Friday, August 04, 2006

Programming: Dumb Java Dates Gotcha


Even experienced Java programmers run into time-wasting gotcha's like this one I encountered today. In hindsight, it was almost stupid of me to not have known, but I suppose that's why the saying goes - experience teacheth a fool.

Look at the code in the graphic: very simple and straightforward. The program obtains the current date/time (line 24) and then attempts to set the time component to 1 second before midnight. It calls the function setTimeToBeforeMidnight (line 28), passing it the date/time to modify accordingly.
To reset specific components of a date/time, you have to instatiate a calendar object (line 10), which allows access to individual time components such as the day, month, year, minute, century, millisecond, am/pm marker, etc. In this example, I'm only interested in setting the time to 11:59:59 PM, and thus I only modify the hour, minute, and second components (lines 14-16). Easy, right?
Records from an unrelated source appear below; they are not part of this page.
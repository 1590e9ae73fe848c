//! Integration tests

use envshape::validate::{self, ValidatorExt};
use envshape::{create_env, EnvError, EnvOptions, Loader, Regex, Schema};
use serde_json::{json, Value};
use serial_test::serial;
use std::io;
use std::sync::{Arc, Mutex};

fn api_schema() -> Schema {
    Schema::new()
        .var("API_URL", validate::url())
        .unwrap()
        .var(
            "PORT",
            validate::string().matches(Regex::new(r"^\d+$").unwrap(), "PORT must be a number"),
        )
        .unwrap()
}

fn api_key_schema() -> Schema {
    api_schema()
        .var("API_KEY", validate::non_empty())
        .unwrap()
}

#[test]
#[serial]
fn test_parse_valid_environment_variables() {
    temp_env::with_vars(
        [("API_URL", Some("https://api.example.com")), ("PORT", Some("3000"))],
        || {
            let env = create_env(api_schema(), EnvOptions::new()).unwrap();
            assert_eq!(env.len(), 2);
            assert_eq!(env.get_str("API_URL"), Some("https://api.example.com"));
            assert_eq!(env.get_str("PORT"), Some("3000"));
        },
    );
}

#[test]
#[serial]
fn test_invalid_environment_variables_fail_together() {
    temp_env::with_vars(
        [("API_URL", Some("not-a-url")), ("PORT", Some("abc"))],
        || {
            let err = create_env(api_schema(), EnvOptions::new()).unwrap_err();
            let errors = err.validation_errors().expect("validation error");
            assert_eq!(errors.len(), 2);
            assert_eq!(errors.get("API_URL"), Some(&["Invalid url".to_string()][..]));
            assert_eq!(
                errors.get("PORT"),
                Some(&["PORT must be a number".to_string()][..])
            );
            assert!(err.to_string().starts_with("Invalid environment variables"));
        },
    );
}

#[test]
#[serial]
fn test_prefix_applied_uniformly() {
    temp_env::with_vars(
        [
            ("NEXT_PUBLIC_API_URL", Some("https://api.example.com")),
            ("NEXT_PUBLIC_PORT", Some("3000")),
            ("API_URL", None),
            ("PORT", None),
        ],
        || {
            let env = create_env(api_schema(), EnvOptions::new().prefix("NEXT_PUBLIC")).unwrap();
            let keys: Vec<&str> = env.keys().collect();
            assert_eq!(keys, vec!["NEXT_PUBLIC_API_URL", "NEXT_PUBLIC_PORT"]);
            assert_eq!(env.get_str("NEXT_PUBLIC_API_URL"), Some("https://api.example.com"));
            assert_eq!(env.get_str("NEXT_PUBLIC_PORT"), Some("3000"));
        },
    );
}

#[test]
#[serial]
fn test_selective_disable_prefix() {
    temp_env::with_vars(
        [
            ("NEXT_PUBLIC_API_URL", Some("https://api.example.com")),
            ("NEXT_PUBLIC_PORT", Some("3000")),
            ("API_KEY", Some("secret")),
            ("NEXT_PUBLIC_API_KEY", Some("wrong")),
        ],
        || {
            let options = EnvOptions::new()
                .prefix("NEXT_PUBLIC")
                .disable_prefix(["API_KEY"]);
            let env = create_env(api_key_schema(), options).unwrap();

            assert_eq!(env.get_str("API_KEY"), Some("secret"));
            assert!(!env.contains_key("NEXT_PUBLIC_API_KEY"));
            assert_eq!(env.get_str("NEXT_PUBLIC_API_URL"), Some("https://api.example.com"));
            assert_eq!(env.get_str("NEXT_PUBLIC_PORT"), Some("3000"));
        },
    );
}

#[test]
#[serial]
fn test_failure_keys_are_output_keys() {
    temp_env::with_vars(
        [
            ("NEXT_PUBLIC_API_URL", Some("nope")),
            ("NEXT_PUBLIC_PORT", Some("3000")),
            ("API_KEY", None),
        ],
        || {
            let options = EnvOptions::new()
                .prefix("NEXT_PUBLIC")
                .disable_prefix(["API_KEY"]);
            let err = create_env(api_key_schema(), options).unwrap_err();
            let errors = err.validation_errors().unwrap();
            let keys: Vec<&String> = errors.fields().keys().collect();
            assert_eq!(keys, vec!["API_KEY", "NEXT_PUBLIC_API_URL"]);
            assert_eq!(errors.get("API_KEY"), Some(&["Required".to_string()][..]));
        },
    );
}

#[test]
#[serial]
fn test_skip_validation_returns_raw_strings() {
    temp_env::with_vars(
        [("APP_API_URL", Some("not-a-url")), ("APP_PORT", Some("abc"))],
        || {
            let options = EnvOptions::new().prefix("APP").skip_validation(true);
            let env = create_env(api_schema(), options).unwrap();
            assert_eq!(env.get("APP_API_URL"), Some(&json!("not-a-url")));
            assert_eq!(env.get("APP_PORT"), Some(&json!("abc")));
        },
    );
}

#[test]
#[serial]
fn test_skip_validation_does_not_coerce() {
    temp_env::with_vars([("PORT", Some("3000")), ("API_URL", None)], || {
        let schema = Schema::new()
            .var("PORT", validate::parse::<u16>())
            .unwrap()
            .var("API_URL", validate::url())
            .unwrap();
        let env = create_env(schema, EnvOptions::new().skip_validation(true)).unwrap();
        assert_eq!(env.get("PORT"), Some(&json!("3000")));
        assert_eq!(env.get("API_URL"), Some(&Value::Null));
    });
}

#[test]
#[serial]
fn test_empty_string_as_undefined() {
    temp_env::with_vars([("API_URL", Some("")), ("PORT", Some("3000"))], || {
        let schema = Schema::new()
            .var("API_URL", validate::string().optional())
            .unwrap()
            .var("PORT", validate::parse::<u16>())
            .unwrap();
        let env = create_env(schema, EnvOptions::new().empty_string_as_undefined(true)).unwrap();
        assert_eq!(env.get("API_URL"), None);
        assert_eq!(env.get_as::<u16>("PORT").unwrap(), 3000);
    });
}

#[test]
#[serial]
fn test_empty_string_as_undefined_still_fails_required() {
    temp_env::with_vars([("API_URL", Some("")), ("PORT", Some("3000"))], || {
        let schema = Schema::new()
            .var("API_URL", validate::string())
            .unwrap()
            .var("PORT", validate::parse::<u16>())
            .unwrap();
        let err = create_env(schema, EnvOptions::new().empty_string_as_undefined(true)).unwrap_err();
        let errors = err.validation_errors().unwrap();
        assert_eq!(errors.get("API_URL"), Some(&["Required".to_string()][..]));
        assert!(!errors.contains_key("PORT"));
    });
}

#[test]
#[serial]
fn test_empty_string_kept_without_option() {
    temp_env::with_var("API_URL", Some(""), || {
        let schema = Schema::new().var("API_URL", validate::string()).unwrap();
        let env = create_env(schema, EnvOptions::new()).unwrap();
        assert_eq!(env.get_str("API_URL"), Some(""));
    });
}

#[test]
#[serial]
fn test_load_is_idempotent() {
    temp_env::with_vars(
        [("APP_API_URL", Some("https://api.example.com")), ("APP_PORT", Some("8080"))],
        || {
            let loader = Loader::new(api_schema(), EnvOptions::new().prefix("APP")).unwrap();
            let first = loader.load().unwrap();
            let second = loader.load().unwrap();
            assert_eq!(first, second);
        },
    );
}

#[test]
#[serial]
fn test_load_reads_environment_fresh_each_call() {
    let schema = Schema::new().var("PORT", validate::parse::<u16>()).unwrap();
    let loader = Loader::new(schema, EnvOptions::new()).unwrap();

    let first = temp_env::with_var("PORT", Some("1000"), || loader.load().unwrap());
    let second = temp_env::with_var("PORT", Some("2000"), || loader.load().unwrap());
    assert_eq!(first.get("PORT"), Some(&json!(1000)));
    assert_eq!(second.get("PORT"), Some(&json!(2000)));
}

#[test]
#[serial]
fn test_runtime_env_layered_over_process() {
    temp_env::with_vars(
        [("API_URL", Some("https://process.example.com")), ("PORT", Some("3000"))],
        || {
            let options = EnvOptions::new().runtime_env([("API_URL", "https://override.example.com")]);
            let env = create_env(api_schema(), options).unwrap();
            assert_eq!(env.get_str("API_URL"), Some("https://override.example.com"));
            assert_eq!(env.get_str("PORT"), Some("3000"));
        },
    );
}

#[test]
fn test_disable_prefix_outside_schema_rejected() {
    let options = EnvOptions::new()
        .prefix("NEXT_PUBLIC")
        .disable_prefix(["DATABASE_URL"]);
    let err = Loader::new(api_schema(), options).unwrap_err();
    assert!(matches!(err, EnvError::UnknownDisablePrefix { name } if name == "DATABASE_URL"));
}

#[test]
fn test_duplicate_disable_prefix_rejected() {
    let options = EnvOptions::new()
        .prefix("NEXT_PUBLIC")
        .disable_prefix(["API_URL", "PORT", "API_URL"]);
    let err = Loader::new(api_schema(), options).unwrap_err();
    assert!(matches!(err, EnvError::DuplicateDisablePrefix { name } if name == "API_URL"));
}

#[test]
fn test_prefixed_and_exempt_names_cannot_share_a_key() {
    let schema = Schema::new()
        .var("B", validate::parse::<u16>())
        .unwrap()
        .var("A_B", validate::string())
        .unwrap();
    let options = EnvOptions::new().prefix("A").disable_prefix(["A_B"]);
    let err = create_env(schema, options).unwrap_err();
    assert!(matches!(err, EnvError::DuplicateOutputKey { ref key, .. } if key == "A_B"));
    assert!(err.validation_errors().is_none());
}

#[test]
fn test_result_keeps_declaration_order() {
    let schema = Schema::new()
        .var("ZONE", validate::string())
        .unwrap()
        .var("API_URL", validate::url())
        .unwrap()
        .var("MAX", validate::parse::<u32>())
        .unwrap();
    let env = std::collections::HashMap::from([
        ("APP_ZONE".to_string(), "eu".to_string()),
        ("APP_API_URL".to_string(), "https://api.example.com".to_string()),
        ("APP_MAX".to_string(), "5".to_string()),
    ]);
    let loader = Loader::new(schema, EnvOptions::new().prefix("APP")).unwrap();
    let vars = loader.load_from(&env).unwrap();
    let keys: Vec<&str> = vars.keys().collect();
    assert_eq!(keys, loader.output_keys());
    assert_eq!(keys, vec!["APP_ZONE", "APP_API_URL", "APP_MAX"]);
}

#[test]
fn test_empty_schema_produces_empty_result() {
    let env = create_env(Schema::new(), EnvOptions::new().prefix("APP")).unwrap();
    assert!(env.is_empty());
}

/// Writer shared between the test and the subscriber.
#[derive(Clone, Default)]
struct Captured(Arc<Mutex<Vec<u8>>>);

impl Captured {
    fn contents(&self) -> String {
        String::from_utf8(self.0.lock().unwrap().clone()).unwrap()
    }
}

impl io::Write for Captured {
    fn write(&mut self, buf: &[u8]) -> io::Result<usize> {
        self.0.lock().unwrap().extend_from_slice(buf);
        Ok(buf.len())
    }

    fn flush(&mut self) -> io::Result<()> {
        Ok(())
    }
}

impl<'a> tracing_subscriber::fmt::MakeWriter<'a> for Captured {
    type Writer = Captured;

    fn make_writer(&'a self) -> Self::Writer {
        self.clone()
    }
}

#[test]
#[serial]
fn test_validation_failure_is_logged_once() {
    let captured = Captured::default();
    let subscriber = tracing_subscriber::fmt()
        .with_writer(captured.clone())
        .with_ansi(false)
        .with_max_level(tracing::Level::TRACE)
        .finish();

    temp_env::with_vars(
        [
            ("NEXT_PUBLIC_API_URL", Some("nope")),
            ("NEXT_PUBLIC_PORT", Some("abc")),
        ],
        || {
            tracing::subscriber::with_default(subscriber, || {
                let result = create_env(api_schema(), EnvOptions::new().prefix("NEXT_PUBLIC"));
                assert!(result.is_err());
            });
        },
    );

    let output = captured.contents();
    let error_lines: Vec<&str> = output.lines().filter(|l| l.contains("ERROR")).collect();
    assert_eq!(error_lines.len(), 1, "{output}");
    assert!(error_lines[0].contains("Invalid environment variables"));
    assert!(error_lines[0].contains("NEXT_PUBLIC_API_URL"));
    assert!(error_lines[0].contains("NEXT_PUBLIC_PORT"));
    assert!(!output.contains("nope"), "raw values must not be logged");
}

#[test]
#[serial]
fn test_success_logs_no_error() {
    let captured = Captured::default();
    let subscriber = tracing_subscriber::fmt()
        .with_writer(captured.clone())
        .with_ansi(false)
        .finish();

    temp_env::with_vars(
        [("API_URL", Some("https://api.example.com")), ("PORT", Some("1"))],
        || {
            tracing::subscriber::with_default(subscriber, || {
                create_env(api_schema(), EnvOptions::new()).unwrap();
            });
        },
    );

    assert!(!captured.contents().contains("ERROR"));
}
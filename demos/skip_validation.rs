//! Example showing the `skip_validation` escape hatch
//!
//! Useful where the full runtime environment is not available, e.g. while
//! building an image: values come back as raw strings, or `null` if unset.

use envshape::{create_env, validate, EnvOptions, Schema};

fn main() -> anyhow::Result<()> {
    std::env::set_var("APP_PORT", "not-a-port");

    let schema = Schema::new()
        .var("PORT", validate::parse::<u16>())?
        .var("DATABASE_URL", validate::url())?;

    let env = create_env(schema, EnvOptions::new().prefix("APP").skip_validation(true))?;

    println!("Raw configuration:");
    println!("  {}", serde_json::to_string_pretty(&env)?);

    Ok(())
}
Well, the output at the bottom tells the tale. Somehow I'm in the next day at 11:59:59 AM! What the hell went wrong? This will sound stupid, but a bug I had in one of my programs was caused by this simple, um, assumption. It cost me about 4 hours to find ...
The problem is at line 14! Passing the date into a calendar somehow advances the day and flips the time 12 hours. Come to find out, Calendar.HOUR assumes your want to use 12-hour time, so it does the necessary adjustments for you.

The easy answer: use Calendar.HOUR_OF_DAY. There's such a thing as 12-hour and 24-hour time. Now, if I had read the specification, of course I would have known. But such are the perils of any software development projects ... little things you might overlook can cost you bugs! With this, a huge sigh of relief as a few mysterious bugs in my program are resolved.